After establishing the Chalkbeat Indiana bureau, the next job for Mr. Elliott was to convince The Indianapolis Star and other news outlets in the city that the new Chalkbeat Indiana bureau was not a pure competitor, but that it wanted to partner with them to more widely disseminate good journalism about education.
“We’re not going after their advertisers, and we’re not trying to get their page views,” Mr. Elliott said.
In April, Chalkbeat Indiana teamed up with The Star and WFYI, the public radio and TV broadcaster in Indianapolis, on an eight-part package of stories about English-language learners. Mr. Elliott and other Chalkbeat journalists wrote six of the stories, while the newspaper and the public broadcaster each wrote one. Each outlet published all eight stories.
“After our series, the state legislature decided to double the amount of funding for ELLs in the state,” Mr. Elliott said. “That was a great example of the power of collaboration.”
Alvie Lindsay, the news and investigations director at The Star, said that the newspaper’s familiarity with Mr. Elliott meant “that we know he’s going to do great work and that it’s going to be up to the standards that our readers expect.”

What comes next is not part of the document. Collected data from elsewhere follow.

//! Hourly timeline generation and timestamp join

use chrono::{DateTime, Duration, DurationRound, Utc};
use serde::{Deserialize, Serialize};
use std::collections::HashMap;

use crate::types::{Price, PricePoint, PriceSeries, RawPriceRecord};
use crate::{DEFAULT_HORIZON_HOURS, HOUR_STAMP_FORMAT};

/// How the start instant is placed on the hourly timeline
#[derive(Debug, Clone, Copy, Default, PartialEq, Eq, Serialize, Deserialize)]
#[serde(rename_all = "snake_case")]
pub enum HourAlignment {
    /// Use the start instant as supplied; stamps keep its minutes and seconds
    #[default]
    AsGiven,
    /// Truncate the start instant to the top of its hour
    TopOfHour,
}

/// Format an instant the way the upstream price API keys its records.
///
/// Sub-second precision is dropped and rendered as a literal `.000`.
pub fn format_hour_stamp(instant: DateTime<Utc>) -> String {
    instant.format(HOUR_STAMP_FORMAT).to_string()
}

/// Builds a fixed-horizon hourly [`PriceSeries`] from raw upstream records
#[derive(Debug, Clone, Copy, PartialEq, Eq)]
pub struct PriceSeriesBuilder {
    horizon_hours: u32,
    alignment: HourAlignment,
}

impl Default for PriceSeriesBuilder {
    fn default() -> Self {
        Self::new(DEFAULT_HORIZON_HOURS)
    }
}

impl PriceSeriesBuilder {
    pub fn new(horizon_hours: u32) -> Self {
        Self { horizon_hours, alignment: HourAlignment::AsGiven }
    }

    pub fn with_alignment(mut self, alignment: HourAlignment) -> Self {
        self.alignment = alignment;
        self
    }

    pub fn horizon_hours(&self) -> u32 {
        self.horizon_hours
    }

    pub fn alignment(&self) -> HourAlignment {
        self.alignment
    }

    /// First hour of the timeline for a given start instant
    pub fn timeline_start(&self, start: DateTime<Utc>) -> DateTime<Utc> {
        match self.alignment {
            HourAlignment::AsGiven => start,
            // Truncation only fails for instants outside chrono's range.
            HourAlignment::TopOfHour => start.duration_trunc(Duration::hours(1)).unwrap_or(start),
        }
    }

    /// Window `[start, start + horizon)` to request from upstream.
    ///
    /// The end saturates at the last representable instant.
    pub fn window(&self, start: DateTime<Utc>) -> (DateTime<Utc>, DateTime<Utc>) {
        let first = self.timeline_start(start);
        let end = first
            .checked_add_signed(Duration::hours(i64::from(self.horizon_hours)))
            .unwrap_or(DateTime::<Utc>::MAX_UTC);
        (first, end)
    }

    /// Hour stamps covered by the series, ascending.
    ///
    /// The timeline stops early if it would run past the last representable instant.
    pub fn hour_stamps(&self, start: DateTime<Utc>) -> Vec<String> {
        let first = self.timeline_start(start);
        (0..self.horizon_hours)
            .map_while(|i| first.checked_add_signed(Duration::hours(i64::from(i))))
            .map(format_hour_stamp)
            .collect()
    }

    /// Join `records` onto the hourly timeline starting at `start`.
    ///
    /// Matching is exact string equality on the formatted hour stamp. When a
    /// timestamp appears more than once, the first record in `records` wins.
    pub fn build(&self, start: DateTime<Utc>, records: &[RawPriceRecord]) -> PriceSeries {
        let mut by_stamp: HashMap<&str, &RawPriceRecord> = HashMap::with_capacity(records.len());
        for record in records {
            by_stamp.entry(record.timestamp.as_str()).or_insert(record);
        }

        self.hour_stamps(start)
            .into_iter()
            .map(|time| {
                let price = by_stamp
                    .get(time.as_str())
                    .map_or(Price::Unknown, |record| Price::from(record.price));
                PricePoint { time, price }
            })
            .collect::<Vec<_>>()
            .into()
    }
}

#[cfg(test)]
mod tests {
    use super::*;
    use chrono::TimeZone;
    use proptest::prelude::*;
    use serde_json::json;

    fn at(y: i32, m: u32, d: u32, h: u32, min: u32, s: u32) -> DateTime<Utc> {
        Utc.with_ymd_and_hms(y, m, d, h, min, s).unwrap()
    }

    #[test]
    fn test_format_hour_stamp() {
        assert_eq!(format_hour_stamp(at(2024, 1, 1, 0, 0, 0)), "2024-01-01T00:00:00.000Z");
        assert_eq!(format_hour_stamp(at(2024, 3, 9, 7, 5, 3)), "2024-03-09T07:05:03.000Z");

        let with_millis = at(2024, 1, 1, 13, 0, 0) + Duration::milliseconds(789);
        assert_eq!(format_hour_stamp(with_millis), "2024-01-01T13:00:00.000Z");
    }

    #[test]
    fn test_default_horizon_is_twelve_hours() {
        let builder = PriceSeriesBuilder::default();
        assert_eq!(builder.horizon_hours(), 12);
        assert_eq!(builder.alignment(), HourAlignment::AsGiven);
        assert_eq!(builder.build(at(2024, 1, 1, 0, 0, 0), &[]).len(), 12);
    }

    #[test]
    fn test_sparse_records_fill_with_sentinel() {
        let builder = PriceSeriesBuilder::new(3);
        let records = vec![RawPriceRecord::new("2024-01-01T01:00:00.000Z", 45.2)];

        let series = builder.build(at(2024, 1, 1, 0, 0, 0), &records);

        assert_eq!(
            serde_json::to_value(&series).unwrap(),
            json!([
                {"time": "2024-01-01T00:00:00.000Z", "price": "N/A"},
                {"time": "2024-01-01T01:00:00.000Z", "price": 45.2},
                {"time": "2024-01-01T02:00:00.000Z", "price": "N/A"},
            ])
        );
    }

    #[test]
    fn test_empty_records_all_sentinel() {
        let series = PriceSeriesBuilder::new(2).build(at(2024, 1, 1, 0, 0, 0), &[]);
        assert_eq!(series.len(), 2);
        assert!(series.iter().all(|p| p.price == Price::Unknown));
        assert_eq!(series.missing_hours().count(), 2);
    }

    #[test]
    fn test_duplicate_timestamp_first_listed_wins() {
        let records = vec![
            RawPriceRecord::new("2024-01-01T00:00:00.000Z", 10.0),
            RawPriceRecord::new("2024-01-01T00:00:00.000Z", 99.0),
        ];
        let series = PriceSeriesBuilder::new(1).build(at(2024, 1, 1, 0, 0, 0), &records);
        assert_eq!(series.points()[0].price, Price::Known(10.0));

        let reversed: Vec<_> = records.into_iter().rev().collect();
        let series = PriceSeriesBuilder::new(1).build(at(2024, 1, 1, 0, 0, 0), &reversed);
        assert_eq!(series.points()[0].price, Price::Known(99.0));
    }

    #[test]
    fn test_matched_record_without_price_is_unknown() {
        let records = vec![RawPriceRecord { timestamp: "2024-01-01T00:00:00.000Z".into(), price: None }];
        let series = PriceSeriesBuilder::new(1).build(at(2024, 1, 1, 0, 0, 0), &records);
        assert_eq!(series.points()[0].price, Price::Unknown);
    }

    #[test]
    fn test_join_requires_exact_string_match() {
        let records = vec![
            RawPriceRecord::new("2024-01-01T00:00:00+00:00", 1.0),
            RawPriceRecord::new("2024-01-01T01:00:00Z", 2.0),
            RawPriceRecord::new("2024-01-01T02:00:00.0Z", 3.0),
        ];
        let series = PriceSeriesBuilder::new(3).build(at(2024, 1, 1, 0, 0, 0), &records);
        assert!(series.iter().all(|p| p.price == Price::Unknown));
    }

    #[test]
    fn test_as_given_keeps_minutes() {
        let series = PriceSeriesBuilder::new(2).build(at(2024, 1, 1, 14, 37, 12), &[]);
        let times: Vec<_> = series.iter().map(|p| p.time.as_str()).collect();
        assert_eq!(times, vec!["2024-01-01T14:37:12.000Z", "2024-01-01T15:37:12.000Z"]);
    }

    #[test]
    fn test_top_of_hour_alignment() {
        let builder = PriceSeriesBuilder::new(2).with_alignment(HourAlignment::TopOfHour);
        let records = vec![RawPriceRecord::new("2024-01-01T15:00:00.000Z", 7.5)];

        let series = builder.build(at(2024, 1, 1, 14, 37, 12), &records);

        assert_eq!(series.points()[0].time, "2024-01-01T14:00:00.000Z");
        assert_eq!(series.points()[1].price, Price::Known(7.5));
    }

    #[test]
    fn test_window_spans_horizon() {
        let builder = PriceSeriesBuilder::new(12);
        let (start, end) = builder.window(at(2024, 1, 1, 22, 0, 0));
        assert_eq!(start, at(2024, 1, 1, 22, 0, 0));
        assert_eq!(end, at(2024, 1, 2, 10, 0, 0));
    }

    #[test]
    fn test_zero_horizon_is_empty() {
        let series = PriceSeriesBuilder::new(0).build(at(2024, 1, 1, 0, 0, 0), &[]);
        assert!(series.is_empty());
    }

    #[test]
    fn test_huge_horizon_window_saturates() {
        let (start, end) = PriceSeriesBuilder::new(u32::MAX).window(at(2024, 1, 1, 0, 0, 0));
        assert_eq!(start, at(2024, 1, 1, 0, 0, 0));
        assert_eq!(end, DateTime::<Utc>::MAX_UTC);
    }

    #[test]
    fn test_timeline_stops_at_range_end() {
        let start = DateTime::<Utc>::MAX_UTC - Duration::hours(1);
        let builder = PriceSeriesBuilder::new(3);

        let series = builder.build(start, &[]);

        assert_eq!(series.len(), 2);
        assert_eq!(series.points()[0].time, format_hour_stamp(start));
        assert_eq!(series.points()[1].time, format_hour_stamp(DateTime::<Utc>::MAX_UTC));
        assert_eq!(builder.window(start).1, DateTime::<Utc>::MAX_UTC);
    }

    fn arb_start() -> impl Strategy<Value = DateTime<Utc>> {
        // 2000-01-01 .. 2100-01-01
        (946_684_800i64..4_102_444_800i64)
            .prop_map(|secs| DateTime::<Utc>::from_timestamp(secs, 0).unwrap())
    }

    fn arb_records() -> impl Strategy<Value = Vec<(u32, f64)>> {
        prop::collection::vec((0u32..48, -500.0f64..5000.0), 0..40)
    }

    proptest! {
        #[test]
        fn prop_series_length_matches_horizon(start in arb_start(), horizon in 1u32..96) {
            let series = PriceSeriesBuilder::new(horizon).build(start, &[]);
            prop_assert_eq!(series.len(), horizon as usize);
        }

        #[test]
        fn prop_series_steps_one_hour(start in arb_start(), horizon in 2u32..48) {
            let series = PriceSeriesBuilder::new(horizon).build(start, &[]);
            let instants: Vec<DateTime<Utc>> = series
                .iter()
                .map(|p| DateTime::parse_from_rfc3339(&p.time).unwrap().with_timezone(&Utc))
                .collect();
            for pair in instants.windows(2) {
                prop_assert_eq!(pair[1] - pair[0], Duration::hours(1));
            }
        }

        #[test]
        fn prop_exact_matches_propagate(start in arb_start(), offsets in arb_records()) {
            let builder = PriceSeriesBuilder::new(24);
            let records: Vec<RawPriceRecord> = offsets
                .iter()
                .map(|(h, price)| {
                    RawPriceRecord::new(format_hour_stamp(start + Duration::hours(i64::from(*h))), *price)
                })
                .collect();

            let series = builder.build(start, &records);

            for point in &series {
                let expected = records
                    .iter()
                    .find(|r| r.timestamp == point.time)
                    .map_or(Price::Unknown, |r| Price::from(r.price));
                prop_assert_eq!(point.price, expected);
            }
        }

        #[test]
        fn prop_build_is_idempotent(start in arb_start(), offsets in arb_records()) {
            let builder = PriceSeriesBuilder::new(12);
            let records: Vec<RawPriceRecord> = offsets
                .iter()
                .map(|(h, price)| {
                    RawPriceRecord::new(format_hour_stamp(start + Duration::hours(i64::from(*h))), *price)
                })
                .collect();
            prop_assert_eq!(builder.build(start, &records), builder.build(start, &records));
        }
    }
}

Besides collaborating with Chalkbeat on larger projects like the English-language-learner series, Mr. Lindsay said, the newspaper has even begun to pick up some school board meeting coverage from the online site.
“That frees up our education reporter” to pursue enterprise stories, he said. “We’re not ceding our education coverage. We see this as an opportunity to augment our coverage.”
Caitlin Hannon, an Indianapolis school board member, said that Chalkbeat has brought a greater level of nuance to coverage of policy issues in the district and the state.
“The level of detail they are able to provide is incredibly helpful to me as a board member,” said Ms. Hannon, who also deals with education policy in her full-time job, as the executive director of Teach Plus, a teacher-advocacy group.
“But they have told some pretty tough stories, too, that aren’t always easy things to hear,” she said.